- Directions
From the line with "pub fn with_default_policy(client: Arc<dyn" through the line with "let label = answer.trim();", repeat the entries verbatim, both end lines included, and add nothing.

--- START ---

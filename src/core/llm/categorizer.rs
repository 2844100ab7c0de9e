use std::sync::Arc;
use std::time::Duration;

use tracing::warn;

use super::{GenerativeClient, RetryPolicy};
use crate::core::storage::models::Category;

const CATEGORY_MAX_ATTEMPTS: u32 = 3;
const CATEGORY_RETRY_DELAY: Duration = Duration::from_secs(1);

/// How much of the article body accompanies the title in the prompt.
const CONTENT_EXCERPT_CHARS: usize = 500;

/// Closed-set classification with a safe default: an unrecognized answer,
/// an empty answer, or retry exhaustion all yield `Category::Others`.
pub struct Categorizer {
    client: Arc<dyn GenerativeClient>,
    policy: RetryPolicy,
}

impl Categorizer {
    pub fn new(client: Arc<dyn GenerativeClient>, policy: RetryPolicy) -> Self {
        Self { client, policy }
    }

    pub fn with_default_policy(client: Arc<dyn GenerativeClient>) -> Self {
        Self::new(
            client,
            RetryPolicy::new(CATEGORY_MAX_ATTEMPTS, CATEGORY_RETRY_DELAY),
        )
    }

    pub async fn categorize(&self, title: &str, content: &str) -> Category {
        let prompt = build_category_prompt(title, content);

        for attempt in 1..=self.policy.max_attempts {
            match self.client.generate(&prompt).await {
                Ok(answer) => {
                    let label = answer.trim();
                    return Category::parse_label(label).unwrap_or_else(|| {
                        warn!(label, "model answered outside the category set, using Others");
                        Category::Others
                    });
                }
                Err(error) => {
                    warn!(attempt, max_attempts = self.policy.max_attempts, %error, "categorization attempt failed");
                    if attempt < self.policy.max_attempts {
                        tokio::time::sleep(self.policy.delay).await;
                    }
                }
            }
        }

        warn!("categorization retries exhausted, using Others");
        Category::Others
    }
}

fn build_category_prompt(title: &str, content: &str) -> String {
    let excerpt: String = content.chars().take(CONTENT_EXCERPT_CHARS).collect();
    format!(
        "Categorize the following news article into one of these categories: \
         Sports, Entertainment, Politics, International, or Others. \
         Respond with only the category name.\n\n\
         Title: {title}\n\n\
         Content: {excerpt}..."
    )
}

--- END ---

- Reply to the exercise
    pub fn with_default_policy(client: Arc<dyn GenerativeClient>) -> Self {
        Self::new(
            client,
            RetryPolicy::new(CATEGORY_MAX_ATTEMPTS, CATEGORY_RETRY_DELAY),
        )
    }

    pub async fn categorize(&self, title: &str, content: &str) -> Category {
        let prompt = build_category_prompt(title, content);

        for attempt in 1..=self.policy.max_attempts {
            match self.client.generate(&prompt).await {
                Ok(answer) => {
                    let label = answer.trim();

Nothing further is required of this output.